In a sharp and thought-provoking essay for Nonsite, Adolph Reed rails against a host of critically acclaimed films including Oscar-nominated Beasts of the Southern Wild and Django Unchained, which won the prize for Best Original Screenplay on Sunday.
Reed compares Django to The Help: both films ignore the capitalist underpinnings of racial injustice and, in doing so, trivialize it. In The Help, Jim Crow is reduced to “small-minded bigotry and lack of sensitivity;” in Django, the injustice of slavery is characterized as sadistic brutality, while its basis as a labor relation is all but ignored:
Apart from serving a formal dinner in a plantation house ...Tarantino’s slaves do no actual work at all; they’re present only to be brutalized. In fact, the cavalier sadism with which owners and traders treat them belies the fact that slaves were, first and foremost, capital investments.

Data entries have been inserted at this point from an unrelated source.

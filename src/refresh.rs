//! Refresh loop for list views: `Idle → Loading → {Ready | Error}`.
//!
//! Each view owns exactly one in-memory record set; there is no cross-view
//! cache. A successful refresh replaces the whole set atomically so a view
//! never shows a mix of pre- and post-refresh rows, and a failed refresh
//! keeps the last good set visible alongside the error. A generation counter
//! guards overlapping refreshes: only the newest in-flight load may apply
//! its result, stale completions are dropped.

use std::future::Future;
use std::sync::atomic::{AtomicU64, Ordering};
use std::sync::Mutex;

use serde::Serialize;

use crate::errors::ServiceError;

#[derive(Debug, Clone, Copy, PartialEq, Eq, Serialize)]
#[serde(rename_all = "snake_case")]
pub enum Phase {
    Idle,
    Loading,
    Ready,
    Error,
}

#[derive(Debug, Clone, Serialize)]
pub struct Snapshot<T> {
    pub phase: Phase,
    pub records: Vec<T>,
    #[serde(skip_serializing_if = "Option::is_none")]
    pub error: Option<String>,
}

struct Inner<T> {
    phase: Phase,
    records: Vec<T>,
    error: Option<String>,
}

pub struct ViewModel<T> {
    inner: Mutex<Inner<T>>,
    generation: AtomicU64,
}

impl<T: Clone> Default for ViewModel<T> {
    fn default() -> Self {
        Self::new()
    }
}

impl<T: Clone> ViewModel<T> {
    pub fn new() -> Self {
        Self {
            inner: Mutex::new(Inner {
                phase: Phase::Idle,
                records: Vec::new(),
                error: None,
            }),
            generation: AtomicU64::new(0),
        }
    }

    pub fn snapshot(&self) -> Snapshot<T> {
        let inner = self.inner.lock().unwrap_or_else(|p| p.into_inner());
        Snapshot {
            phase: inner.phase,
            records: inner.records.clone(),
            error: inner.error.clone(),
        }
    }

    /// Runs one load cycle. If a newer refresh starts while this one is in
    /// flight, this one's result is discarded on completion.
    pub async fn refresh<F, Fut>(&self, load: F) -> Snapshot<T>
    where
        F: FnOnce() -> Fut,
        Fut: Future<Output = Result<Vec<T>, ServiceError>>,
    {
        let my_generation = self.generation.fetch_add(1, Ordering::SeqCst) + 1;
        {
            let mut inner = self.inner.lock().unwrap_or_else(|p| p.into_inner());
            inner.phase = Phase::Loading;
        }

        let result = load().await;

        let mut inner = self.inner.lock().unwrap_or_else(|p| p.into_inner());
        if self.generation.load(Ordering::SeqCst) != my_generation {
            // A newer refresh superseded this one; leave its outcome alone.
            return Snapshot {
                phase: inner.phase,
                records: inner.records.clone(),
                error: inner.error.clone(),
            };
        }
        match result {
            Ok(records) => {
                inner.records = records;
                inner.error = None;
                inner.phase = Phase::Ready;
            }
            Err(err) => {
                // Last good data stays visible; the error rides alongside.
                inner.error = Some(err.to_string());
                inner.phase = Phase::Error;
            }
        }
        Snapshot {
            phase: inner.phase,
            records: inner.records.clone(),
            error: inner.error.clone(),
        }
    }
}

/// Cooperative chunking for large grids: maps `rows` through `map_fn`,
/// yielding to the scheduler between fixed-size batches so one big fetch
/// cannot monopolize a worker.
pub const CHUNK_SIZE: usize = 100;

pub async fn map_in_chunks<R, T, F>(rows: Vec<R>, map_fn: F) -> Vec<T>
where
    F: Fn(&R) -> Option<T>,
{
    let mut mapped = Vec::with_capacity(rows.len());
    for (i, chunk) in rows.chunks(CHUNK_SIZE).enumerate() {
        if i > 0 {
            tokio::task::yield_now().await;
        }
        mapped.extend(chunk.iter().filter_map(&map_fn));
    }
    mapped
}

#[cfg(test)]
mod tests {
    use super::*;
    use std::sync::Arc;
    use std::time::Duration;

    #[tokio::test]
    async fn successful_refresh_replaces_records() {
        let vm: ViewModel<u32> = ViewModel::new();
        let snap = vm.refresh(|| async { Ok(vec![1, 2, 3]) }).await;
        assert_eq!(snap.phase, Phase::Ready);
        assert_eq!(snap.records, vec![1, 2, 3]);

        let snap = vm.refresh(|| async { Ok(vec![9]) }).await;
        assert_eq!(snap.records, vec![9]);
    }

    #[tokio::test]
    async fn failed_refresh_keeps_last_good_data() {
        let vm: ViewModel<u32> = ViewModel::new();
        vm.refresh(|| async { Ok(vec![1, 2]) }).await;
        let snap = vm
            .refresh(|| async { Err(ServiceError::Network("down".into())) })
            .await;
        assert_eq!(snap.phase, Phase::Error);
        assert_eq!(snap.records, vec![1, 2]);
        assert!(snap.error.as_deref().unwrap_or("").contains("down"));
    }

    #[tokio::test]
    async fn stale_refresh_result_is_dropped() {
        let vm: Arc<ViewModel<u32>> = Arc::new(ViewModel::new());

        let slow_vm = vm.clone();
        let slow = tokio::spawn(async move {
            slow_vm
                .refresh(|| async {
                    tokio::time::sleep(Duration::from_millis(50)).await;
                    Ok(vec![1])
                })
                .await
        });
        tokio::time::sleep(Duration::from_millis(10)).await;
        let fast = vm.refresh(|| async { Ok(vec![2]) }).await;
        assert_eq!(fast.records, vec![2]);

        slow.await.expect("refresh task");
        // The slow (older) refresh completed after the fast one and must
        // not have overwritten it.
        assert_eq!(vm.snapshot().records, vec![2]);
        assert_eq!(vm.snapshot().phase, Phase::Ready);
    }

    #[tokio::test]
    async fn chunked_mapping_preserves_order_and_filters() {
        let rows: Vec<u32> = (0..250).collect();
        let mapped = map_in_chunks(rows, |n| if n % 2 == 0 { Some(*n) } else { None }).await;
        assert_eq!(mapped.len(), 125);
        assert_eq!(mapped[0], 0);
        assert_eq!(mapped[124], 248);
    }
}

The two films received very different critical receptions: liberals lamented the subservience in The Help but admired the revenge fantasy narrative of Django. Reed argues this celebration stems from a baggy politics of recognition: the recurrence of the word “inspiration” in positive reviews that focused on the film’s black heroism narrative is based on a belief that justice is an individual's to seize. Django Unchained's plot is simply neoliberalism's ideals, dramatized:
Particularly as those messages strive for “universality” as well as inspiration, their least common denominator tends toward the generic story of individual triumph over adversity. But the imagery of the individual overcoming odds to achieve fame, success, or recognition also maps onto the fantasy of limitless upward mobility for enterprising and persistent individuals who persevere and remain true to their dreams. As such, it is neoliberalism’s version of an ideal of social justice, legitimizing both success and failure as products of individual character. When combined with a multiculturalist rhetoric of “difference” that reifies as autonomous cultures—in effect racializes—what are actually contingent modes of life reproduced by structural inequalities, this fantasy crowds inequality as a metric of injustice out of the picture entirely. This accounts for the popularity of reactionary dreck like Beasts of the Southern Wild among people who should know better. The denizens of the Bathtub actively, even militantly, choose their poverty and cherish it and should be respected and appreciated for doing so. But no one ever supposed that Leni Riefenstahl was on the left.
Reed laments the state of film critcism as symptomatic of a wider problem:
Being a progressive is now more a matter of how one thinks about oneself than what one stands for or does in the world. The best that can be said for that perspective is that it registers acquiescence in defeat. It amounts to an effort to salvage an idea of a left by reformulating it as a sensibility within neoliberalism rather than a challenge to it.
If politics is how one thinks of oneself, then it is logical that individual acts of defiance will trump real politics. When critics find more to love in Django’s murder of a few whites than the political abolition of slavery (as is the case with some reviewers who compared Django Unchained with Lincoln), Reed argues, they “reproduce the elevation of private, voluntarist action as a politics—somehow more truly true or authentic, or at least more appealing emotionally—over the machinations of government and institutional actors.”
For Reed, the representation of black heroism in cinema no longer needs to be a priority. An insightful personal anecdote illuminates how race in film has changed over the last two decades:
When we watched the 1982 Star Trek II: The Wrath of Khan, my then twelve year-old son remarked that he’d want to leave the theater if the black starship captain (played by Paul Winfield) killed himself to save Captain Kirk, which of course happened moments later. (As Minister Livingston continued, “Heck, I liked the Black guy even living to see the end of a movie.”) But, understandable as that impulse is, it is problematic as a basis for making claims about films’ social significance at this point in American history. Black characters or characters played by black actors now routinely survive to the end of films in which most characters die, and black actors commonly enough play leading roles.
In the final half of the essay, Reed warns against the problematic instinct to draw comparisons between the past and the present:
Persistence of familiar narratives of hierarchy can evoke the earlier associations, but that evocation can be misleading and counterproductive for making sense of social relations in both past and present. In particular the “just like slavery” or “just like Jim Crow” proclamations that are intended as powerful criticism of current injustices are more likely to undermine understanding of injustice in the past as well as the present than to enable new insight.
Paying too much attention to the past can obscure the specificity of contemporary social relations. Reed cites Barbara and Karen Fields’ book, Racecraft: The Soul of Inequality in American Life and argues, as the Fields sisters do, that today’s struggles for social justice must transcend the limits of race.